(DATA TO EXAMINE)

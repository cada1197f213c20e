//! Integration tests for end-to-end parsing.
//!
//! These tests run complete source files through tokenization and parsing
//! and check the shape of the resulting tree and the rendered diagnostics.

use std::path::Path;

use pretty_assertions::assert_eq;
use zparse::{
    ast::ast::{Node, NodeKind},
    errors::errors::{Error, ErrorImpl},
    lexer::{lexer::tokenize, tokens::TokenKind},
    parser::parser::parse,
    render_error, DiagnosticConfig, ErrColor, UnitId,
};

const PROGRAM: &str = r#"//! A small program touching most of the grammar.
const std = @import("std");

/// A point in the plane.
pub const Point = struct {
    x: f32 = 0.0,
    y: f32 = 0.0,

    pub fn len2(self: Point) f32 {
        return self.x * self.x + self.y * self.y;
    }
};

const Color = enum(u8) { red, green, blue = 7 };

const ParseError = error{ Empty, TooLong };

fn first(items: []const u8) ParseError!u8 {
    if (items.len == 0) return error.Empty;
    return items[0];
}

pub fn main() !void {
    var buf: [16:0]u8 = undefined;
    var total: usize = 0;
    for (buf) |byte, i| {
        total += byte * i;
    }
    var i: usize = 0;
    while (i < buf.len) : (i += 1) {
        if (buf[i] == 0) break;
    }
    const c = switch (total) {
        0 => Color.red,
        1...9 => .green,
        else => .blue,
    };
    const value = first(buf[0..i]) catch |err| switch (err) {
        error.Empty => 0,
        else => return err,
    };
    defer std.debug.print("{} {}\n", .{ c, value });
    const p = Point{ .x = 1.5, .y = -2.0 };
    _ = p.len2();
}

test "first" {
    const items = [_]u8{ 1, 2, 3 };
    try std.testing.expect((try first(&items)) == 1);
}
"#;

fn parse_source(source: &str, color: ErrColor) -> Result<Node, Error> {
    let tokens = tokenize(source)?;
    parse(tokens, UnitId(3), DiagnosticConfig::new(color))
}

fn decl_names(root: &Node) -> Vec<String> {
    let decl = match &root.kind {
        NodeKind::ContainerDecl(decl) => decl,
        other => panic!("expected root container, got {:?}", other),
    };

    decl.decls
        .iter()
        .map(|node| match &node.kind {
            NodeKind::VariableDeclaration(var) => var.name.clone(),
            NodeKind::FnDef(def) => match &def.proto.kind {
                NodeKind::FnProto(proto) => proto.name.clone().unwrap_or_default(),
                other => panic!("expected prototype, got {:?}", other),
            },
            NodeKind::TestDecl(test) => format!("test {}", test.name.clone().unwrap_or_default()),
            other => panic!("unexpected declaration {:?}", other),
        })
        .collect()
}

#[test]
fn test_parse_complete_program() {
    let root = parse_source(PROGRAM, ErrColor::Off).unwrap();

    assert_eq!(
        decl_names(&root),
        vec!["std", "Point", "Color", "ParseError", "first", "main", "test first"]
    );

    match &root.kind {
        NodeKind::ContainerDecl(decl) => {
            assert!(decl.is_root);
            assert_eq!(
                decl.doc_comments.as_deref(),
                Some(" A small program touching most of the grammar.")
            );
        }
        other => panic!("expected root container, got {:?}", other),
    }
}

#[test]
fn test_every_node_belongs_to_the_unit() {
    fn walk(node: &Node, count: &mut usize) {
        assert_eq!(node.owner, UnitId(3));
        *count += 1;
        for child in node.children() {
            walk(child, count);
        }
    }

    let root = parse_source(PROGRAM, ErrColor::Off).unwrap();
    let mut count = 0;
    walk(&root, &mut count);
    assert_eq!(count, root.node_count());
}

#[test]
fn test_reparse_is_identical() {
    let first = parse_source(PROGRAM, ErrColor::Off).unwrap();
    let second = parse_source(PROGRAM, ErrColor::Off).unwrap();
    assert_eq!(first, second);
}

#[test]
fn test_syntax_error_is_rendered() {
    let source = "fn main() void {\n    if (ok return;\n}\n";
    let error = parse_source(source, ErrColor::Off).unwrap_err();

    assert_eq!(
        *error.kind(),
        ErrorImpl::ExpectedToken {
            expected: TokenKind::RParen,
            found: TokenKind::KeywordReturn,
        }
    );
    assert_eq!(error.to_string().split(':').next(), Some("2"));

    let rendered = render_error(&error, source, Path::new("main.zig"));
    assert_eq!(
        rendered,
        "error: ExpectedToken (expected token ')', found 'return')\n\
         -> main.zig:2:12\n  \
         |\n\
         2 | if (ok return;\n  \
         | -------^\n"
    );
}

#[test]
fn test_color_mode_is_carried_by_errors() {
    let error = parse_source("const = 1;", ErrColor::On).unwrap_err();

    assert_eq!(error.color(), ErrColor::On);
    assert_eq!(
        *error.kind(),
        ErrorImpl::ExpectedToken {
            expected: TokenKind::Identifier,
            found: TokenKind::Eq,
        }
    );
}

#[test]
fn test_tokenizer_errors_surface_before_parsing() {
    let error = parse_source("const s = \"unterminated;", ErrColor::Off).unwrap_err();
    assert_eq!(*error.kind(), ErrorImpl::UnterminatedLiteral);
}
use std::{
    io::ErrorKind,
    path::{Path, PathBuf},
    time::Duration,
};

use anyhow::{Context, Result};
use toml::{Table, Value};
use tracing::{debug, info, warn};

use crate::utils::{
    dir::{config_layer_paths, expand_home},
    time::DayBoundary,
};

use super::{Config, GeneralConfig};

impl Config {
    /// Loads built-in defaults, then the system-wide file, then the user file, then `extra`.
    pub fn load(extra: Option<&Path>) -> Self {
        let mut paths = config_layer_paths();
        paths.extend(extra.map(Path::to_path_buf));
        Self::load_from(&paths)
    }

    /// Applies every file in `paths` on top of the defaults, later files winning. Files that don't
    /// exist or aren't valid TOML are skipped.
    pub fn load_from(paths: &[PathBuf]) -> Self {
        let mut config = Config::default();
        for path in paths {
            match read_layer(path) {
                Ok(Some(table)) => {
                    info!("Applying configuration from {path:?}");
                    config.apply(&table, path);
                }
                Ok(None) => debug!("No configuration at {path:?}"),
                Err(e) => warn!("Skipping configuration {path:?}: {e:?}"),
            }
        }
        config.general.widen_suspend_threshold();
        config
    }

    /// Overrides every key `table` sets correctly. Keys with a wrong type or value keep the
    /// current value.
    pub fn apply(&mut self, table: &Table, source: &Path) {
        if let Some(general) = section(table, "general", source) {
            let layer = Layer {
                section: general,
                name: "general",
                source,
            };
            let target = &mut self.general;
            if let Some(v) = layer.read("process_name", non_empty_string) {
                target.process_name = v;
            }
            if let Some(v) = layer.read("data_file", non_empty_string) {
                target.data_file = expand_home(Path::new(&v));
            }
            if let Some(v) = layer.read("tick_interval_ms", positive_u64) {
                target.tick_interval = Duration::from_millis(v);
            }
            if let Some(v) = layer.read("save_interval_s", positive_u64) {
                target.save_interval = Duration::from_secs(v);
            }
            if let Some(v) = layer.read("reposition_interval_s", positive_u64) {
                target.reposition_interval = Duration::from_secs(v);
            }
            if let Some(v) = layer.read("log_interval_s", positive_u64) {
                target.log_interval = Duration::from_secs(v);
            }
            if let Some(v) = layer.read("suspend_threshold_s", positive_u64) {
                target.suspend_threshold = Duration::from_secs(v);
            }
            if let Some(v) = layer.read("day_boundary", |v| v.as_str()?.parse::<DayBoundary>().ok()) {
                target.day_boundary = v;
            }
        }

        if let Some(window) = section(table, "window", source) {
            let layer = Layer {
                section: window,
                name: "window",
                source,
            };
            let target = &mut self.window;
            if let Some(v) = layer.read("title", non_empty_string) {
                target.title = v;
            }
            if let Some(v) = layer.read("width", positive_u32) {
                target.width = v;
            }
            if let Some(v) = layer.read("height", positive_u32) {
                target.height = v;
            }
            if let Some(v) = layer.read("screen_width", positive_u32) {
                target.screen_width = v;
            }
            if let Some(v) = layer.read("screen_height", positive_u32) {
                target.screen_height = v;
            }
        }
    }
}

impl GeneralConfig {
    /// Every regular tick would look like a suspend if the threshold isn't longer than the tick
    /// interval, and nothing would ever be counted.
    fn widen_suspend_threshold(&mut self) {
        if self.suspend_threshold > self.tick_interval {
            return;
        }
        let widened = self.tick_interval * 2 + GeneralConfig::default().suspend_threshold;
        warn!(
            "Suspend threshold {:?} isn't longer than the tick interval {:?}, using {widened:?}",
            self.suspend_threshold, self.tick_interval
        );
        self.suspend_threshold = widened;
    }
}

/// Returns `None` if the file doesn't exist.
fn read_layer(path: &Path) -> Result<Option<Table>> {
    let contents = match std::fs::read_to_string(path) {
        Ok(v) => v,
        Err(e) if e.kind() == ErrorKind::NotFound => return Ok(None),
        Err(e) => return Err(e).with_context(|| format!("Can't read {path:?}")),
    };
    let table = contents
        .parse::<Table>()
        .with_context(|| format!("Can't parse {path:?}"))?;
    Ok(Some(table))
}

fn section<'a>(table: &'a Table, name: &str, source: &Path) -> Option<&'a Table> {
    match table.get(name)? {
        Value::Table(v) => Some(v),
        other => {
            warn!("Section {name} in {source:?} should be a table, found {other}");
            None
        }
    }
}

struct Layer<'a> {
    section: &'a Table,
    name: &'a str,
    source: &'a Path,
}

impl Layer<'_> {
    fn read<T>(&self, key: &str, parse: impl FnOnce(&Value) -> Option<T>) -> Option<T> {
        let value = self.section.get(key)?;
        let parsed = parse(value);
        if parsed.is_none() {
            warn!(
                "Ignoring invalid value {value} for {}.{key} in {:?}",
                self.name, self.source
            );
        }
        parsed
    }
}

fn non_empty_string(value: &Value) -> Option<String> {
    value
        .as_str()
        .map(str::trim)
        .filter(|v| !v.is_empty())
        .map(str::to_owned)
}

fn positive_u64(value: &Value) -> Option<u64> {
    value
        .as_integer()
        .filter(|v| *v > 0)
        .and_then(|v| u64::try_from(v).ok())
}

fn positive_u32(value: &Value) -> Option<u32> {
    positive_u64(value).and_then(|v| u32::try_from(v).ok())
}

(End DATA TO EXAMINE)
(DATA TO EXAMINE)

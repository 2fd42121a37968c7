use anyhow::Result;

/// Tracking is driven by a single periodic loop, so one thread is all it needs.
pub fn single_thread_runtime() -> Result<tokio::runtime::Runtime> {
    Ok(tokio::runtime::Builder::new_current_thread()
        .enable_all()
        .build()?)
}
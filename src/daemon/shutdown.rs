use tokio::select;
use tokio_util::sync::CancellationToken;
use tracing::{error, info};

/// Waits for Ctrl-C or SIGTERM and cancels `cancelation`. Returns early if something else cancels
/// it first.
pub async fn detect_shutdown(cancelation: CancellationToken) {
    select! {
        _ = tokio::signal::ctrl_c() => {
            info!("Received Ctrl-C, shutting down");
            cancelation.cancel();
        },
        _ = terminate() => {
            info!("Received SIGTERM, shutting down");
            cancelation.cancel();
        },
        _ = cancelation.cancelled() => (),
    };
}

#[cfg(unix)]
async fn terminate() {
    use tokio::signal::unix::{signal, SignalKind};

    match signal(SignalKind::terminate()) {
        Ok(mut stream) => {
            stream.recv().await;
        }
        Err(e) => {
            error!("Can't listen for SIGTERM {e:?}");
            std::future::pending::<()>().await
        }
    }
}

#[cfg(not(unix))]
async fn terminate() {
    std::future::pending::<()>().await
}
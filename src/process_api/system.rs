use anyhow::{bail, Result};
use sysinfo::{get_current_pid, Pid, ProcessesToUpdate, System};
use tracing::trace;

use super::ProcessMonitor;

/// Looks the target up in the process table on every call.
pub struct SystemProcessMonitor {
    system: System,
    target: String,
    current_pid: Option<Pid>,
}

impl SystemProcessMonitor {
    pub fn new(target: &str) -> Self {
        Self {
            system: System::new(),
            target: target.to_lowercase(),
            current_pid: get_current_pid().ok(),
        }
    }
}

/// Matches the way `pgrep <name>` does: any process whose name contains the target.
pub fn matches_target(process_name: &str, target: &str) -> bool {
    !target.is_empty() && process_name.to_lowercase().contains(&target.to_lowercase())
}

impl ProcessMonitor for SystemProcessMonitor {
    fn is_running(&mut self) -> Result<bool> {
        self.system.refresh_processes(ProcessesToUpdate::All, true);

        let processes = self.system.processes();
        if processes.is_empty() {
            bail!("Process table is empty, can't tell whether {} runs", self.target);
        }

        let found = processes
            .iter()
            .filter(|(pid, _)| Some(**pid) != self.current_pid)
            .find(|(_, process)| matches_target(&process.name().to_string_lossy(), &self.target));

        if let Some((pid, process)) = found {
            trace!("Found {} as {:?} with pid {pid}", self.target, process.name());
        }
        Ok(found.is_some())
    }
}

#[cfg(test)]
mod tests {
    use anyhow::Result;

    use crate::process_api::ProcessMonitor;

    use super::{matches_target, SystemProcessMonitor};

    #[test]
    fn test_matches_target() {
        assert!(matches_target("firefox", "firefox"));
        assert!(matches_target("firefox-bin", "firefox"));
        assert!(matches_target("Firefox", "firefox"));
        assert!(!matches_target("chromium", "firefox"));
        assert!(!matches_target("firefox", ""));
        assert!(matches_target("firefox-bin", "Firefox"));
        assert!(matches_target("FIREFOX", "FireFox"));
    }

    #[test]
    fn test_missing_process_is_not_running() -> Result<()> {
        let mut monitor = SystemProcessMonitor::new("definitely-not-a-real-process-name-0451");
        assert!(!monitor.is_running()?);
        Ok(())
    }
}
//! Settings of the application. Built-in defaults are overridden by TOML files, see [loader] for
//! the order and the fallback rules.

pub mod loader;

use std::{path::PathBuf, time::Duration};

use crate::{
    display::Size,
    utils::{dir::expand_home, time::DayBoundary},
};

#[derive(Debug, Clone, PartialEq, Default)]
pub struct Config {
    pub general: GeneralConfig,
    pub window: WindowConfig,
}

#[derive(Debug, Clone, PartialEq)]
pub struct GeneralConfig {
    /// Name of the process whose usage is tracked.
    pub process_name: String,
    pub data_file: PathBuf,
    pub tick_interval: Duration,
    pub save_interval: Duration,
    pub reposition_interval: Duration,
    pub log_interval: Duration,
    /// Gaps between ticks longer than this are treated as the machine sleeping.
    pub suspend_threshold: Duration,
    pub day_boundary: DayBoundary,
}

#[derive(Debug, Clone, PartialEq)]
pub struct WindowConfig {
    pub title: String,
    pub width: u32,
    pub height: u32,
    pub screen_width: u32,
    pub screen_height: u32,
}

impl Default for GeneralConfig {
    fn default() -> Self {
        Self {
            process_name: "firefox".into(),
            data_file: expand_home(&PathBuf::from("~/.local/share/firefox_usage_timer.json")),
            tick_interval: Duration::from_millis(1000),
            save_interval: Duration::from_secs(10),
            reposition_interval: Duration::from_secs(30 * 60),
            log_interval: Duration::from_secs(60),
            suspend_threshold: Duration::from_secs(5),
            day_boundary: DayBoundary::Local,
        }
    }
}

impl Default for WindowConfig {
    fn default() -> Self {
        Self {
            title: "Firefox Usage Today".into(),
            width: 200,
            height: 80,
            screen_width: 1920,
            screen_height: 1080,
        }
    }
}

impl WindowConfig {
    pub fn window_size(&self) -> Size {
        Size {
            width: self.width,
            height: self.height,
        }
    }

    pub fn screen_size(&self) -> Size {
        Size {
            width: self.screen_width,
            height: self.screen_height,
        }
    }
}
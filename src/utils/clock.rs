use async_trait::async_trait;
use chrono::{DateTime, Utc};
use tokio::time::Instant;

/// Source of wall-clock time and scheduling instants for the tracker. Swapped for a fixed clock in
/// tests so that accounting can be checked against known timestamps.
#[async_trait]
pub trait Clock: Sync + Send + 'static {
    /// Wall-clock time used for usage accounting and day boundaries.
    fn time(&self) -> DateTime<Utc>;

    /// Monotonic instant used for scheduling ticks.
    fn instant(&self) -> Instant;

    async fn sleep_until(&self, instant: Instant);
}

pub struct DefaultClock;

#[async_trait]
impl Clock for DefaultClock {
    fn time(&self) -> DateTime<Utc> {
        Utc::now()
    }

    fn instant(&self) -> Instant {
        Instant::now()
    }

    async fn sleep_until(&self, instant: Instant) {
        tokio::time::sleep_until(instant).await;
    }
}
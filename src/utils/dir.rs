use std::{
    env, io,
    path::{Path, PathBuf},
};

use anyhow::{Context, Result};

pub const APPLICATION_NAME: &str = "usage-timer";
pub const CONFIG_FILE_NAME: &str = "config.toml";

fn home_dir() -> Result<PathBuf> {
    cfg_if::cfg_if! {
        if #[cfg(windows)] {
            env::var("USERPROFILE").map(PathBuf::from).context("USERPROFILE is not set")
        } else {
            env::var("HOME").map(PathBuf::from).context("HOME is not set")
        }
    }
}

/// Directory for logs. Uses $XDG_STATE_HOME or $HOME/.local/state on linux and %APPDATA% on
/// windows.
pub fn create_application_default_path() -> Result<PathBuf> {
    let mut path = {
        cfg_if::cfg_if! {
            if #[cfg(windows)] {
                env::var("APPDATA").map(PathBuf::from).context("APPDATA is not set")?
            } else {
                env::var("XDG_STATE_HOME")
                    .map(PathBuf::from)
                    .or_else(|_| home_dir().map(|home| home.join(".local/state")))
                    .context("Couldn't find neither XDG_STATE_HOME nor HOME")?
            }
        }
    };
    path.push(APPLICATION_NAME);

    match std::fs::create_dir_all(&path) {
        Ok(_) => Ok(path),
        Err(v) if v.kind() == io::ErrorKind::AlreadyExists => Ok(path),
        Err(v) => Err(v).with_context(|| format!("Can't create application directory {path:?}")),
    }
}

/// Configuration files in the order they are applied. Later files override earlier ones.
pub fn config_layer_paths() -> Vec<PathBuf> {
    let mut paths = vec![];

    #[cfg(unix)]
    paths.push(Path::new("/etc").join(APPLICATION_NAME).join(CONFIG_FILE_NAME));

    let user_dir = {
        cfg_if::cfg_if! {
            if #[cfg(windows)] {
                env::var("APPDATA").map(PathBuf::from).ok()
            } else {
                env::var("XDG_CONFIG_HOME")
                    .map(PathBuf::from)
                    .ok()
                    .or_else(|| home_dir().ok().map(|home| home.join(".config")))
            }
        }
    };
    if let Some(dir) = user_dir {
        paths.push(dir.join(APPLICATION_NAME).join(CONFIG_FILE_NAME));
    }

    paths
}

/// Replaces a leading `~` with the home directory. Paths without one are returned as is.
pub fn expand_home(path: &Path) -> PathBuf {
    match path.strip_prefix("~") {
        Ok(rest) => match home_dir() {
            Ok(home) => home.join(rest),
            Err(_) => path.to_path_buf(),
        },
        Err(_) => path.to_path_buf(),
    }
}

(End DATA TO EXAMINE)

▸ **EXERCISE PROMPT**: Count the lines in these records that hold the string "walk". Only the number is wanted.

▸ **SOLUTION**: 3